- [EXERCISE] Find how many lines of the following entries contain "iter". Reply with the number alone.

[Saved entries]
· · ·

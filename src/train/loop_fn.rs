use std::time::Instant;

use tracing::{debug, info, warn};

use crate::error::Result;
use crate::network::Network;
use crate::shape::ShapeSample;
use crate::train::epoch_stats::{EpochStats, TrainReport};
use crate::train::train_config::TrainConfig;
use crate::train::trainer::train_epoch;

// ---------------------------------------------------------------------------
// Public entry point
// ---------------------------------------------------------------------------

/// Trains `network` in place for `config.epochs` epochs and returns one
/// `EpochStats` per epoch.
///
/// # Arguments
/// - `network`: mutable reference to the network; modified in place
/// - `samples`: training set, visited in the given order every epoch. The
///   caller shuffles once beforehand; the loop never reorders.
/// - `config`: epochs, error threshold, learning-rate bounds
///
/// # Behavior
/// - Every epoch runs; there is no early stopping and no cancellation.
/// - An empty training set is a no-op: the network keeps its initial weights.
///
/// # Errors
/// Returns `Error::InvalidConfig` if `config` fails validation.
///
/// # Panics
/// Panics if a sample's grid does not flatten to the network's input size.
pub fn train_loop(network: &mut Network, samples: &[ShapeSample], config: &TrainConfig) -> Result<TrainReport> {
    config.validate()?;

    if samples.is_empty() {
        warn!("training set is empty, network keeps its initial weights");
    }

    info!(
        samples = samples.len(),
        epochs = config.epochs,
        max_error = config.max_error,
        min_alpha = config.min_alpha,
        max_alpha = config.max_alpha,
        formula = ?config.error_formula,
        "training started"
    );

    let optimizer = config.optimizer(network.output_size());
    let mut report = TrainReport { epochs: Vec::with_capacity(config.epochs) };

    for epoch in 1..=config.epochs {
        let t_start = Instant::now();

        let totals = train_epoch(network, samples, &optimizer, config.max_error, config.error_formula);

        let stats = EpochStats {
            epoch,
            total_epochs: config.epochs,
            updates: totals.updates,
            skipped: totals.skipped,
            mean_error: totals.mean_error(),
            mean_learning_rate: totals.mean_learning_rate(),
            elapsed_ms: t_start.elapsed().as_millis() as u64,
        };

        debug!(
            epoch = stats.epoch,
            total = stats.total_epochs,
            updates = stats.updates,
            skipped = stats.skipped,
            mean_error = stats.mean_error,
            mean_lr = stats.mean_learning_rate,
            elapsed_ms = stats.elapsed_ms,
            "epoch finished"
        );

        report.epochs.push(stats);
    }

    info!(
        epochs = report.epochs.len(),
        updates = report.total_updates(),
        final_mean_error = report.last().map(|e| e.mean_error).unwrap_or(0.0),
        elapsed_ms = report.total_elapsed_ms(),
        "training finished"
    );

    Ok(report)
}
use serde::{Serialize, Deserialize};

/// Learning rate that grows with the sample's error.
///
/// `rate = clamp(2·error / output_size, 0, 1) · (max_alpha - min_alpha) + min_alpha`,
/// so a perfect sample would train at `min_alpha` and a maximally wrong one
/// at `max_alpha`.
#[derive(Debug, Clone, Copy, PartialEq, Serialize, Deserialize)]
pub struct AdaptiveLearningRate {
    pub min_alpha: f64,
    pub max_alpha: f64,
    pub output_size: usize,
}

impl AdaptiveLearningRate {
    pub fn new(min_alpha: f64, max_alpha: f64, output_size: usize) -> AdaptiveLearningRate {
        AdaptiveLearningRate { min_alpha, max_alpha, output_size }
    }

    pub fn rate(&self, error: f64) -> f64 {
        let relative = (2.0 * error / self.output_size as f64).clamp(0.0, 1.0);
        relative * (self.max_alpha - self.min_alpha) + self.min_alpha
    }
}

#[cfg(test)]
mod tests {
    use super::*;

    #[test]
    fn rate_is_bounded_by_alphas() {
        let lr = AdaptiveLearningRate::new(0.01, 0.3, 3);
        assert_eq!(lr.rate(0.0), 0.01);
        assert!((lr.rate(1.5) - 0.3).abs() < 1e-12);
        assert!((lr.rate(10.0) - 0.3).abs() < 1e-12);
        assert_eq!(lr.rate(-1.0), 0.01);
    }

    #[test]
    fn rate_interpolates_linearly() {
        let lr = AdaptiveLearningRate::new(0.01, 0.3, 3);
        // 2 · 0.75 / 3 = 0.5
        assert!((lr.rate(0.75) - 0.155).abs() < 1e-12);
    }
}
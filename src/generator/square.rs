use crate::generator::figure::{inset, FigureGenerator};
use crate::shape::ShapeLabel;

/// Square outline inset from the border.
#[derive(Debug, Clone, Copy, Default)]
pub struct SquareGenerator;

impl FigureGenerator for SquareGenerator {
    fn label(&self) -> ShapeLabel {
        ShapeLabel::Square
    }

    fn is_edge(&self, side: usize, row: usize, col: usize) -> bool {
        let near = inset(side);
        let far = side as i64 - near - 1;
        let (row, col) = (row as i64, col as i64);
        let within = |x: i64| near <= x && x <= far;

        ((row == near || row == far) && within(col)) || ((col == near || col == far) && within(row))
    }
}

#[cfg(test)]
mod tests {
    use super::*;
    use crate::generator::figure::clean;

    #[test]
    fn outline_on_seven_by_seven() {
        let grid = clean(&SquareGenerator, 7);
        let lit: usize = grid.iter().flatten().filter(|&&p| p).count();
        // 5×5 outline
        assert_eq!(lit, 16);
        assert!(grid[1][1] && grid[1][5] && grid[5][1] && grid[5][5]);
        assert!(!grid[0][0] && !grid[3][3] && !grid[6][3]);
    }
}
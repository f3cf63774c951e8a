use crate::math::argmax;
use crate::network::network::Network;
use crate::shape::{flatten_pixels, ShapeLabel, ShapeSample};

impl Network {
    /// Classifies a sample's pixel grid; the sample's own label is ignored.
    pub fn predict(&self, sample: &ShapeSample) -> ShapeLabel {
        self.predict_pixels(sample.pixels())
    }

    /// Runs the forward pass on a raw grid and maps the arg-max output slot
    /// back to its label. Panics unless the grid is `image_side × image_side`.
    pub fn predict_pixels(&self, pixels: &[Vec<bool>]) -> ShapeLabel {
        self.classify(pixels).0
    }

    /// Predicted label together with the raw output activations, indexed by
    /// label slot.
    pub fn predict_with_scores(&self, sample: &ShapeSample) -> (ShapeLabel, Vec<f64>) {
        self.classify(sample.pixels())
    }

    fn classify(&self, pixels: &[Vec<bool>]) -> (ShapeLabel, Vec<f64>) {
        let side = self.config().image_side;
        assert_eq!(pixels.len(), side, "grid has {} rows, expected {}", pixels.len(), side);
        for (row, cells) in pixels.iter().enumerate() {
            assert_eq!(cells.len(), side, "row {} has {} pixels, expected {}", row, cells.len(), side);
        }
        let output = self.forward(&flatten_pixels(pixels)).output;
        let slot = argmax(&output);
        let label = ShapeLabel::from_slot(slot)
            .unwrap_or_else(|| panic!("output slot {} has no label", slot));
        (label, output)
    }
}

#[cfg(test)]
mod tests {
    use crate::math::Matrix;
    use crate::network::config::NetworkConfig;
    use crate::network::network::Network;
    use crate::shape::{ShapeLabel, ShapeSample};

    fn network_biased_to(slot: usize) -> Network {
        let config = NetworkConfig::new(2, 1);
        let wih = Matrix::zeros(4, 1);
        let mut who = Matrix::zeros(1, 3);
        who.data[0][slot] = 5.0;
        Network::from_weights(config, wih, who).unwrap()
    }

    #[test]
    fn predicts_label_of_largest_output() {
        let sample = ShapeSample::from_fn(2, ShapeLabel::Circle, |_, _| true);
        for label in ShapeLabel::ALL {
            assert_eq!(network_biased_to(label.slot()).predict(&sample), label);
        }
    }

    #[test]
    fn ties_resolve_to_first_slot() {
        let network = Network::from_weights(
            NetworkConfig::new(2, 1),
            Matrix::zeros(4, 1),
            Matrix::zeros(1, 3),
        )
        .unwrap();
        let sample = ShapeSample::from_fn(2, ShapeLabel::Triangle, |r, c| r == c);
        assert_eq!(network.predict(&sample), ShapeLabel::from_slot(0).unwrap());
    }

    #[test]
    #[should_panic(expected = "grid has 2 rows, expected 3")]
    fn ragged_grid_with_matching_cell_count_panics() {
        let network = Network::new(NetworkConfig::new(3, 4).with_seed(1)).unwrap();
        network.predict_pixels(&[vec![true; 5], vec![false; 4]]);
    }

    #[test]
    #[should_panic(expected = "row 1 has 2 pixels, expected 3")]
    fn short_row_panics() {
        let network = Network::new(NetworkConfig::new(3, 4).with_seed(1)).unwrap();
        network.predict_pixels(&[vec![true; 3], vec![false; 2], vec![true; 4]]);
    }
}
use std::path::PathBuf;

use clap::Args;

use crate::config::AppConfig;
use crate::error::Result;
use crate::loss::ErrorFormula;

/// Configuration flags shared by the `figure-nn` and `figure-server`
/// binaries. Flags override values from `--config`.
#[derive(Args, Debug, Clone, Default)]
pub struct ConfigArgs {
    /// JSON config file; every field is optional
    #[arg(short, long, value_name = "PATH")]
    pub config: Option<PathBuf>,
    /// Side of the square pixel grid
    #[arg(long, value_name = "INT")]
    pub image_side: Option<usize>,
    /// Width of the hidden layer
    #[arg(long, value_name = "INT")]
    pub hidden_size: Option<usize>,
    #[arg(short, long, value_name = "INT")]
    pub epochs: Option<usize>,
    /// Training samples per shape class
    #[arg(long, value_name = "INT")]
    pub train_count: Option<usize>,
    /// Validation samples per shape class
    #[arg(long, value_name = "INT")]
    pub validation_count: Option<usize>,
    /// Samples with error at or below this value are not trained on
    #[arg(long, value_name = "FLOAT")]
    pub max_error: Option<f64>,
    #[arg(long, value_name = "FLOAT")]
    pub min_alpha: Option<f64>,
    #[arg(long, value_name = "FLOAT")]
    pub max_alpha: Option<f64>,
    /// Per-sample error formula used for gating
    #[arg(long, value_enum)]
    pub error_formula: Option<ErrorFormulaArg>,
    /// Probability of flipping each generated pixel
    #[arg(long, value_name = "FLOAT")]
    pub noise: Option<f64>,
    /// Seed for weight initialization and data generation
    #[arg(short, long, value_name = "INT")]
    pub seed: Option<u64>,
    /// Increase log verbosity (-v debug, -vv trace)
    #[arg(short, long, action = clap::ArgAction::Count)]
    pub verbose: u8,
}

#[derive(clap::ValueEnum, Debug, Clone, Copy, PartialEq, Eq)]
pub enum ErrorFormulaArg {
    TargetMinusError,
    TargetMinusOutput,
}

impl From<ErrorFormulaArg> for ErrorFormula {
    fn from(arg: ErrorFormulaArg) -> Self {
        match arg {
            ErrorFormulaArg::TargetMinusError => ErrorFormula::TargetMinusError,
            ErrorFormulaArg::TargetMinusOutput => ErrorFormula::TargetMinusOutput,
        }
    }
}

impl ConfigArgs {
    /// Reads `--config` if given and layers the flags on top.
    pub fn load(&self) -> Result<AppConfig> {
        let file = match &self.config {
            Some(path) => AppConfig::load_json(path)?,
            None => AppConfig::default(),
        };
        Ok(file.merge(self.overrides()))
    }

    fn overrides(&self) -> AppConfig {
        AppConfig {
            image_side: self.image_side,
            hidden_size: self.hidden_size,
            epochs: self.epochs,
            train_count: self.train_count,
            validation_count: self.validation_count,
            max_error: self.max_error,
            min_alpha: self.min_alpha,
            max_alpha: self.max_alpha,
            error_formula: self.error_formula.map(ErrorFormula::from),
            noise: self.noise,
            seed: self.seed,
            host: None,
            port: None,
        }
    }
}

· · ·

- [RESPONSE AREA] 2